Nagaland is a state in Northeast India.The state capital is Kohima, and the largest city is Dimapur. It has an area of 16,579 square kilometres (6,401 sq mi) with a population of 1,980,602 per the 2011 Census of India, making it one of the smallest states of India.
The state is inhabited by 16 major tribe: Ao, Angami, Chang, Konyak, Lotha, Sumi, Chakhesang, Khiamniungan, Dimasa Kachari,Phom, Rengma, Sangtam, Yimchunger,Kuki, Zeme-Liangmai (Zeliang) and Pochury as well as a number of sub-tribes.
Each tribe is unique in character with their own distinct customs, language and dress. English is in predominant use.Other than English, Nagamese, a creole language form of Indo-Aryan Assamese, is a widely spoken language.
Nagaland has a largely monsoon climate with high humidity levels. Annual rainfall averages around 70–100 inches (1,800–2,500 mm), concentrated in the months of May to September. In winter, temperatures do not generally drop below 39 °F (4 °C), but frost is common at high elevations. Summer is the shortest season in the state that lasts for only a few months – temperature usually between 16 °C (61 °F) to 31 °C (88 °F). Winter makes an early arrival and bitter cold and dry weather strikes certain regions of the state. The maximum average temperature recorded in the winter season is 24 °C (75 °F).
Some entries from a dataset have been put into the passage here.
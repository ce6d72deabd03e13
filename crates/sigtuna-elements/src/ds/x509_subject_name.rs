#![forbid(unsafe_code)]

use crate::macros::text_element;
use sigtuna_core::ns;

text_element!(
    /// A `ds:X509SubjectName` element: an X.501 distinguished name, kept as
    /// an opaque string.
    X509SubjectName,
    ns::DSIG,
    ns::DSIG_PREFIX,
    ns::node::X509_SUBJECT_NAME
);
#![forbid(unsafe_code)]

use sigtuna_core::{ns, Error, Result};
use sigtuna_xml::{element_children, Chunk, XmlElement, XmlNode};

/// A `ds:KeyValue` element: exactly one child carrying a raw public key
/// (RSAKeyValue, DSAKeyValue, or any other single element).
///
/// The child is kept opaque; decoding key material is a backend concern.
#[derive(Debug, Clone, PartialEq, Eq)]
pub struct KeyValue {
    value: Chunk,
}

impl KeyValue {
    pub fn new(value: Chunk) -> Self {
        Self { value }
    }

    pub fn value(&self) -> &Chunk {
        &self.value
    }
}

impl XmlElement for KeyValue {
    const NAMESPACE: &'static str = ns::DSIG;
    const PREFIX: &'static str = ns::DSIG_PREFIX;
    const LOCAL_NAME: &'static str = ns::node::KEY_VALUE;

    fn from_xml(node: roxmltree::Node<'_, '_>) -> Result<Self> {
        Self::expect_element(&node)?;
        let mut children = element_children(node).map(Chunk::from_node);
        match (children.next(), children.next()) {
            (Some(value), None) => Ok(Self::new(value)),
            _ => Err(Error::MalformedElement(
                "ds:KeyValue must contain exactly one child element".into(),
            )),
        }
    }

    fn to_xml(&self) -> XmlNode {
        let mut e = Self::element();
        e.append(self.value.to_xml());
        e
    }
}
Strong north-west winds blow across the state during the months of February and March.
Agriculture is an important economic activity, however entrepreneurship is catching up quickly in Nagaland – especially with the young and the enterprising lot. It is almost certain that small and new age businesses are soon going to emerge as the top economic drivers in the state contributing to more job opportunities, new skills and hopefully a better working environment. The young Nagas today are clearly an enlightened bunch with a huge dose of optimism regardless of the fact that that the challenges are many like : low access to resources, capital, mentorship etc.